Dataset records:
>>>

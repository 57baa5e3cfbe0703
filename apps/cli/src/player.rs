use std::sync::Mutex;

use reelnotes_core::{PlayerEvent, PlayerState, VideoId, VideoWidget};
use tokio::{sync::mpsc, time::Instant};

#[derive(Default)]
struct Clock {
    loaded: Option<VideoId>,
    offset: f64,
    started_at: Option<Instant>,
}

impl Clock {
    fn position(&self, speed: f64) -> f64 {
        let elapsed = self
            .started_at
            .map(|started| started.elapsed().as_secs_f64() * speed)
            .unwrap_or(0.0);
        self.offset + elapsed
    }
}

/// Stand-in for an embedded player: a clock that runs while "playing" and
/// reports its callbacks over a channel.
pub struct ClockPlayer {
    events: mpsc::UnboundedSender<PlayerEvent>,
    speed: f64,
    clock: Mutex<Clock>,
}

impl ClockPlayer {
    pub fn new(events: mpsc::UnboundedSender<PlayerEvent>, speed: f64) -> Self {
        Self {
            events,
            speed,
            clock: Mutex::new(Clock::default()),
        }
    }

    pub fn announce_ready(&self) {
        self.emit(PlayerEvent::Ready);
    }

    pub fn is_loaded(&self) -> bool {
        self.clock.lock().expect("Clock poisoned").loaded.is_some()
    }

    pub fn is_playing(&self) -> bool {
        self.clock.lock().expect("Clock poisoned").started_at.is_some()
    }

    /// Playhead position in seconds.
    pub fn position(&self) -> f64 {
        self.clock.lock().expect("Clock poisoned").position(self.speed)
    }

    /// Stop the clock and report the video as ended.
    pub fn finish(&self) {
        {
            let mut clock = self.clock.lock().expect("Clock poisoned");
            clock.offset = clock.position(self.speed);
            clock.started_at = None;
        }
        self.emit(PlayerEvent::StateChange(PlayerState::Ended));
    }

    fn emit(&self, event: PlayerEvent) {
        // The receiver is gone only while the binary shuts down.
        let _ = self.events.send(event);
    }
}

impl VideoWidget for ClockPlayer {
    fn load_video_by_id(&self, video_id: &VideoId) {
        *self.clock.lock().expect("Clock poisoned") = Clock {
            loaded: Some(video_id.clone()),
            ..Clock::default()
        };
        self.emit(PlayerEvent::StateChange(PlayerState::Cued));
    }

    fn seek_to(&self, seconds: f64) {
        let mut clock = self.clock.lock().expect("Clock poisoned");
        clock.offset = seconds.max(0.0);
        if clock.started_at.is_some() {
            clock.started_at = Some(Instant::now());
        }
    }

    fn play_video(&self) {
        {
            let mut clock = self.clock.lock().expect("Clock poisoned");
            if clock.loaded.is_none() || clock.started_at.is_some() {
                return;
            }
            clock.started_at = Some(Instant::now());
        }
        self.emit(PlayerEvent::StateChange(PlayerState::Playing));
    }

    fn current_time(&self) -> f64 {
        self.position()
    }
}
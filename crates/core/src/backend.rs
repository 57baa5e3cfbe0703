use std::future::Future;

use log::{debug, warn};
use reqwest::StatusCode;
use url::Url;

use crate::{
    config::Config,
    error::{Error, Result},
    types::{KeywordsPayload, KeywordsRequest, RawSegment, TranscriptLine, TranscriptPayload},
    video_id::VideoId,
};

/// The transcript/segment service the viewer talks to.
pub trait Backend: Send + Sync + 'static {
    /// Transcript lines of the video; empty when the video has none.
    fn fetch_transcript(
        &self,
        video_id: &VideoId,
    ) -> impl Future<Output = Result<Vec<TranscriptLine>>> + Send;

    /// Stored segments, or `None` while nothing has been generated.
    fn fetch_segments(
        &self,
        video_id: &VideoId,
    ) -> impl Future<Output = Result<Option<Vec<RawSegment>>>> + Send;

    /// Ask for topic keywords. This also kicks off image generation.
    fn request_keywords(
        &self,
        video_id: &VideoId,
        transcript: &str,
    ) -> impl Future<Output = Result<Vec<RawSegment>>> + Send;

    fn image_url(&self, image: &str) -> String;
}

#[derive(Clone, Debug)]
pub struct HttpBackend {
    client: reqwest::Client,
    base: Url,
}

impl HttpBackend {
    pub fn new(config: &Config) -> Result<Self> {
        let mut builder = reqwest::Client::builder();
        if let Some(timeout) = config.request_timeout {
            builder = builder.timeout(timeout);
        }

        Ok(Self {
            client: builder.build()?,
            base: with_trailing_slash(config.backend_url.clone()),
        })
    }

    fn endpoint(&self, path: &str) -> Result<Url> {
        Ok(self.base.join(path)?)
    }
}

fn with_trailing_slash(mut url: Url) -> Url {
    if !url.path().ends_with('/') {
        let path = format!("{}/", url.path());
        url.set_path(&path);
    }
    url
}

impl Backend for HttpBackend {
    async fn fetch_transcript(&self, video_id: &VideoId) -> Result<Vec<TranscriptLine>> {
        let mut url = self.endpoint("api/transcript/")?;
        url.query_pairs_mut()
            .append_pair("video_id", video_id.as_str());

        let response = self.client.get(url.clone()).send().await?;
        if !response.status().is_success() {
            return Err(Error::Status {
                status: response.status(),
                url: url.to_string(),
            });
        }

        let payload = response.json::<TranscriptPayload>().await?;
        Ok(payload.into_lines())
    }

    async fn fetch_segments(&self, video_id: &VideoId) -> Result<Option<Vec<RawSegment>>> {
        let url = self.endpoint(&format!("api/segments/{}", video_id))?;

        let response = self.client.get(url.clone()).send().await?;
        match response.status() {
            StatusCode::NOT_FOUND => {
                debug!("no stored segments for {}", video_id);
                Ok(None)
            }
            status if status.is_success() => Ok(Some(response.json::<Vec<RawSegment>>().await?)),
            status => Err(Error::Status {
                status,
                url: url.to_string(),
            }),
        }
    }

    async fn request_keywords(&self, video_id: &VideoId, transcript: &str) -> Result<Vec<RawSegment>> {
        let url = self.endpoint("api/topic-keywords")?;

        let response = self
            .client
            .post(url.clone())
            .json(&KeywordsRequest {
                video_id: video_id.as_str(),
                transcript,
            })
            .send()
            .await?;

        let status = response.status();
        let body = response.text().await?;

        // Error bodies carry `{"error": ...}` whatever the status is.
        let payload = match serde_json::from_str::<KeywordsPayload>(&body) {
            Ok(payload) => payload,
            Err(_) if !status.is_success() => {
                return Err(Error::Status {
                    status,
                    url: url.to_string(),
                });
            }
            Err(e) => return Err(e.into()),
        };

        if let Some(message) = payload.error {
            warn!("keyword extraction failed for {}: {}", video_id, message);
            return Err(Error::Backend { message });
        }

        if !status.is_success() {
            return Err(Error::Status {
                status,
                url: url.to_string(),
            });
        }

        Ok(payload.segments.unwrap_or_default())
    }

    fn image_url(&self, image: &str) -> String {
        self.base
            .join(&format!("images/{}", image))
            .map(String::from)
            .unwrap_or_else(|_| format!("/images/{}", image))
    }
}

<<<

Assignment:
Search the records for the word "Mutex", then list every line that has it.

Response for this exercise:
use std::sync::Mutex;
    clock: Mutex<Clock>,
            clock: Mutex::new(Clock::default()),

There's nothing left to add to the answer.